BEGIN INFORMATION SUPPLIED

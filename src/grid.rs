//! Structured grid creation and storage

pub mod boundary;
pub mod options;
pub mod structured;

pub use boundary::{Axis, Boundary, Side};
pub use options::GridOptions;
pub use structured::StructuredGrid;
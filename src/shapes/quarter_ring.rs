//! Quarter ring mappings

use crate::linalg::MAX_DIM;
use crate::metrics::SecondDerivatives;
use crate::traits::{MapEvaluation, Mapping};
use crate::types::RealScalar;
use num::Float;

/// Radial and angular scale factors `A = (b - a) / 2` and `B = π / 4`
fn scale_factors<T: RealScalar>(a: T, b: T) -> (T, T) {
    let two = T::from(2.0).unwrap();
    ((b - a) / two, T::from(std::f64::consts::FRAC_PI_4).unwrap())
}

/// A quarter of a ring in the first quadrant
///
/// The reference square \[-1,1\]^2 is mapped to the region between the circles of radius `a` and
/// `b`. The first reference coordinate is radial and the second is angular, so
/// `ρ = a + (1 + r)(b - a)/2` and `α = (1 + s)π/4`.
#[derive(Debug, Clone, Copy)]
pub struct QuarterRing2d<T: RealScalar> {
    a: T,
    b: T,
}

impl<T: RealScalar> QuarterRing2d<T> {
    /// Create a quarter ring with inner radius `a` and outer radius `b`
    pub fn new(a: T, b: T) -> Self {
        assert!(a > T::zero() && a < b, "Radii must satisfy 0 < a < b");
        Self { a, b }
    }
}

impl<T: RealScalar> Mapping for QuarterRing2d<T> {
    type T = T;

    fn dim(&self) -> usize {
        2
    }

    fn evaluate(&self, u: &[T], second_derivatives: bool) -> MapEvaluation<T> {
        assert_eq!(u.len(), 2);
        let zero = T::zero();
        let one = T::one();
        let (a_r, b_s) = scale_factors(self.a, self.b);
        let rho = self.a + (one + u[0]) * a_r;
        let (sin, cos) = Float::sin_cos((one + u[1]) * b_s);

        let ddxdu = if second_derivatives {
            SecondDerivatives::new_2d(
                &[zero, zero],
                &[-rho * cos * b_s * b_s, -rho * sin * b_s * b_s],
                &[-a_r * sin * b_s, a_r * cos * b_s],
            )
            .ok()
        } else {
            None
        };

        MapEvaluation {
            x: [rho * cos, rho * sin, zero],
            dxdu: [
                [a_r * cos, a_r * sin, zero],
                [-rho * sin * b_s, rho * cos * b_s, zero],
                [zero; MAX_DIM],
            ],
            ddxdu,
        }
    }
}

/// A quarter ring extruded along the first axis
///
/// The reference cube \[-1,1\]^3 is mapped so that `x0 = h(1 + r)/2` and the plane `(x1, x2)`
/// holds a [`QuarterRing2d`] with radii `a` and `b` driven by `(s, t)`.
#[derive(Debug, Clone, Copy)]
pub struct QuarterRing3d<T: RealScalar> {
    a: T,
    b: T,
    h: T,
}

impl<T: RealScalar> QuarterRing3d<T> {
    /// Create an extruded quarter ring with radii `a < b` and thickness `h`
    pub fn new(a: T, b: T, h: T) -> Self {
        assert!(a > T::zero() && a < b, "Radii must satisfy 0 < a < b");
        assert!(h > T::zero(), "Thickness must be positive");
        Self { a, b, h }
    }
}

impl<T: RealScalar> Mapping for QuarterRing3d<T> {
    type T = T;

    fn dim(&self) -> usize {
        3
    }

    fn evaluate(&self, u: &[T], second_derivatives: bool) -> MapEvaluation<T> {
        assert_eq!(u.len(), 3);
        let zero = T::zero();
        let one = T::one();
        let half_h = self.h / T::from(2.0).unwrap();
        let (a_r, b_s) = scale_factors(self.a, self.b);
        let rho = self.a + (one + u[1]) * a_r;
        let (sin, cos) = Float::sin_cos((one + u[2]) * b_s);

        let ddxdu = if second_derivatives {
            let z = [zero; 3];
            SecondDerivatives::new_3d(
                &z,
                &z,
                &[zero, -rho * cos * b_s * b_s, -rho * sin * b_s * b_s],
                &z,
                &z,
                &[zero, -a_r * sin * b_s, a_r * cos * b_s],
            )
            .ok()
        } else {
            None
        };

        MapEvaluation {
            x: [half_h * (one + u[0]), rho * cos, rho * sin],
            dxdu: [
                [half_h, zero, zero],
                [zero, a_r * cos, a_r * sin],
                [zero, -rho * sin * b_s, rho * cos * b_s],
            ],
            ddxdu,
        }
    }
}
//! Affine box mapping

use crate::linalg::MAX_DIM;
use crate::traits::{MapEvaluation, Mapping};
use crate::types::{GridError, RealScalar, Result};

/// Affine map from the reference box \[-1,1\]^d to the box `[xmin, xmax]`
///
/// The map has no curvature, so every evaluation is homogeneous.
#[derive(Debug, Clone, Copy)]
pub struct BoxMap<T: RealScalar> {
    dim: usize,
    xmin: [T; MAX_DIM],
    half_length: [T; MAX_DIM],
}

impl<T: RealScalar> BoxMap<T> {
    /// Create a box map
    pub fn new(xmin: &[T], xmax: &[T]) -> Result<Self> {
        let dim = xmin.len();
        if dim != 2 && dim != 3 {
            return Err(GridError::InvalidDimension(dim));
        }
        if xmax.len() != dim {
            return Err(GridError::LengthMismatch {
                expected: dim,
                found: xmax.len(),
            });
        }
        let two = T::from(2.0).unwrap();
        let mut lo = [T::zero(); MAX_DIM];
        let mut half_length = [T::zero(); MAX_DIM];
        for d in 0..dim {
            if xmin[d] >= xmax[d] {
                return Err(GridError::InvalidBounds { dim: d });
            }
            lo[d] = xmin[d];
            half_length[d] = (xmax[d] - xmin[d]) / two;
        }
        Ok(Self {
            dim,
            xmin: lo,
            half_length,
        })
    }
}

impl<T: RealScalar> Mapping for BoxMap<T> {
    type T = T;

    fn dim(&self) -> usize {
        self.dim
    }

    fn evaluate(&self, u: &[T], _second_derivatives: bool) -> MapEvaluation<T> {
        assert_eq!(u.len(), self.dim);
        let mut x = [T::zero(); MAX_DIM];
        let mut dxdu = [[T::zero(); MAX_DIM]; MAX_DIM];
        for d in 0..self.dim {
            x[d] = self.xmin[d] + (T::one() + u[d]) * self.half_length[d];
            dxdu[d][d] = self.half_length[d];
        }
        MapEvaluation {
            x,
            dxdu,
            ddxdu: None,
        }
    }
}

END INFORMATION SUPPLIED

* **WORK TASK**: Starting at the line that has "[zero, a_r *" and ending at the line that has "evaluation is homogeneous.", please write out the lines above exactly, leaving out all others.

* **EXPECTED ANSWER**:
                [zero, a_r * cos, a_r * sin],
                [zero, -rho * sin * b_s, rho * cos * b_s],
            ],
            ddxdu,
        }
    }
}
//! Affine box mapping

use crate::linalg::MAX_DIM;
use crate::traits::{MapEvaluation, Mapping};
use crate::types::{GridError, RealScalar, Result};

/// Affine map from the reference box \[-1,1\]^d to the box `[xmin, xmax]`
///
/// The map has no curvature, so every evaluation is homogeneous.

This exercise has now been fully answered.